A federal grand jury indicted Oriyomi Sadiq Aloba, 32, of Houston on multiple counts related to his alleged attempts to go phishing in the Los Angeles County Superior Court (LASC) computer system.
At least 18 different LASC employee accounts were breached as Aloba sent out approximately 2 million phishing emails.
Aloba faces multiple counts of unauthorized impairment of a protected computer, unauthorized access to obtain information and aggravated identity theft. If found guilty, he faces a maximum sentence of 17 years behind bars.
According to the indictment, over the course of a week in late July 2017, Aloba used the stolen usernames and passwords of LASC employees to log into the court’s servers and send phishing e-mails to e-mail addresses outside the court system. He allegedly also test emails to himself to push the boundaries of the court system’s security features and ensure full access to the account.

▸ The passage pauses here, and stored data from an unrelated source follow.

//! Bar interval and canonical grid arithmetic.
//!
//! The grid is anchored at the Unix epoch: a timestamp is on the grid when its
//! millisecond offset from 1970-01-01T00:00:00Z is a multiple of the interval.

use chrono::{DateTime, Duration, Utc};
use serde::{Deserialize, Serialize};
use std::fmt;
use std::str::FromStr;
use thiserror::Error;

const UNITS: [(&str, i64); 6] = [
    ("w", 7 * 86_400_000),
    ("d", 86_400_000),
    ("h", 3_600_000),
    ("m", 60_000),
    ("s", 1_000),
    ("ms", 1),
];

#[derive(Debug, Clone, PartialEq, Eq, Error)]
pub enum IntervalError {
    #[error("invalid interval '{value}' (expected e.g. 30s, 1m, 5m, 1h, 1d)")]
    Unparseable { value: String },

    #[error("interval must be positive, got {millis}ms")]
    NonPositive { millis: i64 },

    #[error("cannot infer interval from {distinct} distinct timestamp(s), need at least 2")]
    InsufficientTimestamps { distinct: usize },
}

/// Fixed spacing between consecutive canonical bars.
#[derive(Debug, Clone, Copy, PartialEq, Eq, Hash, PartialOrd, Ord, Serialize, Deserialize)]
#[serde(try_from = "String", into = "String")]
pub struct BarInterval {
    millis: i64,
}

impl BarInterval {
    pub const MINUTE: Self = Self { millis: 60_000 };
    pub const HOUR: Self = Self { millis: 3_600_000 };
    pub const DAY: Self = Self { millis: 86_400_000 };

    pub fn from_millis(millis: i64) -> Result<Self, IntervalError> {
        if millis <= 0 {
            return Err(IntervalError::NonPositive { millis });
        }
        Ok(Self { millis })
    }

    pub fn from_secs(secs: i64) -> Result<Self, IntervalError> {
        Self::from_millis(secs.saturating_mul(1_000))
    }

    pub fn as_millis(self) -> i64 {
        self.millis
    }

    pub fn as_duration(self) -> Duration {
        Duration::milliseconds(self.millis)
    }

    /// Largest grid point at or before `t`.
    ///
    /// `None` when that point lies before the earliest representable instant.
    pub fn floor(self, t: DateTime<Utc>) -> Option<DateTime<Utc>> {
        let millis = t.timestamp_millis();
        DateTime::from_timestamp_millis(millis - millis.rem_euclid(self.millis))
    }

    /// Smallest grid point at or after `t`.
    ///
    /// `None` when that point lies past the latest representable instant.
    pub fn ceil(self, t: DateTime<Utc>) -> Option<DateTime<Utc>> {
        let floored = self.floor(t)?;
        if floored == t {
            Some(t)
        } else {
            floored.checked_add_signed(self.as_duration())
        }
    }

    pub fn is_aligned(self, t: DateTime<Utc>) -> bool {
        t.timestamp_millis().rem_euclid(self.millis) == 0
    }

    /// Grid slot a raw timestamp belongs to.
    ///
    /// Within `tolerance` of a grid point the timestamp snaps to it (either
    /// side); otherwise it falls into the bucket that starts at `floor(t)`.
    /// A next grid point past the representable range is never snapped to.
    /// `None` only when `floor(t)` itself is unrepresentable.
    pub fn slot_of(self, t: DateTime<Utc>, tolerance: Duration) -> Option<DateTime<Utc>> {
        let floor = self.floor(t)?;
        if t - floor <= tolerance {
            return Some(floor);
        }
        match floor.checked_add_signed(self.as_duration()) {
            Some(next) if next - t <= tolerance => Some(next),
            _ => Some(floor),
        }
    }

    /// Infer the interval as the median spacing of the distinct timestamps.
    pub fn infer<I>(timestamps: I) -> Result<Self, IntervalError>
    where
        I: IntoIterator<Item = DateTime<Utc>>,
    {
        let mut ts: Vec<i64> = timestamps
            .into_iter()
            .map(|t| t.timestamp_millis())
            .collect();
        ts.sort_unstable();
        ts.dedup();

        if ts.len() < 2 {
            return Err(IntervalError::InsufficientTimestamps { distinct: ts.len() });
        }

        let mut diffs: Vec<i64> = ts.windows(2).map(|w| w[1] - w[0]).collect();
        diffs.sort_unstable();
        let mid = diffs.len() / 2;
        let median = if diffs.len() % 2 == 0 {
            (diffs[mid - 1] + diffs[mid]) / 2
        } else {
            diffs[mid]
        };
        Self::from_millis(median)
    }
}

impl fmt::Display for BarInterval {
    fn fmt(&self, f: &mut fmt::Formatter<'_>) -> fmt::Result {
        for (unit, size) in UNITS {
            if self.millis % size == 0 {
                return write!(f, "{}{}", self.millis / size, unit);
            }
        }
        write!(f, "{}ms", self.millis)
    }
}

impl FromStr for BarInterval {
    type Err = IntervalError;

    fn from_str(value: &str) -> Result<Self, Self::Err> {
        let trimmed = value.trim().to_ascii_lowercase();
        let unparseable = || IntervalError::Unparseable {
            value: value.to_owned(),
        };

        let split = trimmed
            .find(|c: char| !c.is_ascii_digit())
            .unwrap_or(trimmed.len());
        let (digits, unit) = trimmed.split_at(split);
        let count: i64 = digits.parse().map_err(|_| unparseable())?;

        // A bare number is a count of seconds.
        let size = if unit.is_empty() {
            1_000
        } else {
            UNITS
                .iter()
                .find(|(name, _)| *name == unit)
                .map(|(_, size)| *size)
                .ok_or_else(unparseable)?
        };

        Self::from_millis(count.checked_mul(size).ok_or_else(unparseable)?)
    }
}

impl TryFrom<String> for BarInterval {
    type Error = IntervalError;

    fn try_from(value: String) -> Result<Self, Self::Error> {
        value.parse()
    }
}

impl From<BarInterval> for String {
    fn from(interval: BarInterval) -> Self {
        interval.to_string()
    }
}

“The phishing e-mals included an e-mail purporting to be a communication from American Express that led to a webpage that asked victims to provide their American Express login credentials, personal identifying information, and credit card information,” the Justice Department said. “The link for the fake American Express website used a source code that designated Aloba’s account as the delivery address for the information that the victims input into the website.”
The FBI investigated Aloba, and the case is being prosecuted by Assistant United States Attorney Robyn Bacon of the Cyber and Intellectual Property Crimes Section, National Security Division.